Standing at the centre of the conflicts, young children run to and from with confused minds as they try to run away from the horrific terror of the Israeli forces, who continue to illegally invade the sovereign state of Palestine.

As the Israeli forces advanced more into the Palestinian land, small children, including 9-year-old Salim, hid in the basement of his home,”  a residential facility for orphans and children whose families could not afford to care for them.

“I heard lots of explosions outside and felt very scared,” he says hesitantly. “But my friends kept talking to me and helped to calm me down. Still, he worried the shelling would last forever.

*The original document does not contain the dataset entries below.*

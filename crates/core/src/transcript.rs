//! Transcript events from the transcription provider

use tokio::time::Instant;

/// Raw recognition event as received from the transcription stream
#[derive(Debug, Clone)]
pub struct TranscriptEvent {
    pub text: String,
    pub is_final: bool,
    /// Monotonic arrival time, stamped at ingestion (tokio clock, pausable in tests)
    pub received_at: Instant,
}

impl TranscriptEvent {
    pub fn new(text: impl Into<String>, is_final: bool) -> Self {
        Self {
            text: text.into(),
            is_final,
            received_at: Instant::now(),
        }
    }

    pub fn at(text: impl Into<String>, is_final: bool, received_at: Instant) -> Self {
        Self {
            text: text.into(),
            is_final,
            received_at,
        }
    }
}

/// A debounced caller utterance; consumed once by the session actor
#[derive(Debug, Clone, PartialEq, Eq)]
pub struct Utterance {
    pub text: String,
    pub arrived_at: Instant,
}

impl Utterance {
    pub fn new(text: impl Into<String>, arrived_at: Instant) -> Self {
        Self {
            text: text.into(),
            arrived_at,
        }
    }
}
//! Slot vocabulary shared by the extractor, the policy and the outcome record

use serde::{Deserialize, Serialize};

/// One named fact the dialogue collects
#[derive(Debug, Clone, Copy, PartialEq, Eq, Hash, Serialize, Deserialize)]
#[serde(rename_all = "snake_case")]
pub enum SlotKind {
    Issue,
    Car,
    Name,
    Zip,
    Phone,
    Urgency,
    Drivable,
}

impl SlotKind {
    /// Fixed collection order; also the loop-prevention order
    pub const ORDER: [SlotKind; 7] = [
        SlotKind::Issue,
        SlotKind::Car,
        SlotKind::Name,
        SlotKind::Zip,
        SlotKind::Phone,
        SlotKind::Urgency,
        SlotKind::Drivable,
    ];

    pub fn as_str(&self) -> &'static str {
        match self {
            SlotKind::Issue => "issue",
            SlotKind::Car => "car",
            SlotKind::Name => "name",
            SlotKind::Zip => "zip",
            SlotKind::Phone => "phone",
            SlotKind::Urgency => "urgency",
            SlotKind::Drivable => "drivable",
        }
    }
}

impl std::fmt::Display for SlotKind {
    fn fmt(&self, f: &mut std::fmt::Formatter<'_>) -> std::fmt::Result {
        f.write_str(self.as_str())
    }
}

/// Category derived from the issue description
#[derive(Debug, Clone, Copy, PartialEq, Eq, Hash, Serialize, Deserialize, Default)]
#[serde(rename_all = "snake_case")]
pub enum IssueCategory {
    Brakes,
    NoStart,
    Overheating,
    Noise,
    Leak,
    Pulling,
    Tires,
    Electrical,
    Transmission,
    WarningLight,
    AirConditioning,
    #[default]
    Other,
}

impl IssueCategory {
    pub fn as_str(&self) -> &'static str {
        match self {
            IssueCategory::Brakes => "brakes",
            IssueCategory::NoStart => "no_start",
            IssueCategory::Overheating => "overheating",
            IssueCategory::Noise => "noise",
            IssueCategory::Leak => "leak",
            IssueCategory::Pulling => "pulling",
            IssueCategory::Tires => "tires",
            IssueCategory::Electrical => "electrical",
            IssueCategory::Transmission => "transmission",
            IssueCategory::WarningLight => "warning_light",
            IssueCategory::AirConditioning => "air_conditioning",
            IssueCategory::Other => "other",
        }
    }
}

/// When the caller needs the work done
#[derive(Debug, Clone, Copy, PartialEq, Eq, Serialize, Deserialize)]
#[serde(rename_all = "snake_case")]
pub enum UrgencyWindow {
    Today,
    Tomorrow,
    ThisWeek,
    Flexible,
}

impl UrgencyWindow {
    pub fn as_str(&self) -> &'static str {
        match self {
            UrgencyWindow::Today => "today",
            UrgencyWindow::Tomorrow => "tomorrow",
            UrgencyWindow::ThisWeek => "this_week",
            UrgencyWindow::Flexible => "flexible",
        }
    }

    /// Phrase used when reading the summary back to the caller
    pub fn spoken(&self) -> &'static str {
        match self {
            UrgencyWindow::Today => "as soon as possible today",
            UrgencyWindow::Tomorrow => "tomorrow",
            UrgencyWindow::ThisWeek => "sometime this week",
            UrgencyWindow::Flexible => "whenever is convenient",
        }
    }
}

But later that day, his parents decided that the holy city was no longer safe with the cramped conditions in the community, as they feared being bombed at any given time.

The Palestinian ambassador to Zimbabwe, Tamer Almassri, has condemned the Israel invasion as the Israeli police target Palestinians with discriminatory arrest, torture, and unlawful force.

Since the beginning of the year, 170 Arab citizens have been killed in crime-related shootings.

The police have an obligation to protect all people under Israel’s control, Jewish or Palestinian, but “the Israel police have failed to protect the lives of the Palestinians,” said Almassri.

Adding on, he said, the Palestinians are suffering from racism and are denied equal job opportunity.

A detour into the Palestinian and Israeli conflict

Although the Second World War and the Holocaust had just ended when the current state of Israel was established in May 1948, the antagonism between Israelis and Palestinians actually dates back much deeper.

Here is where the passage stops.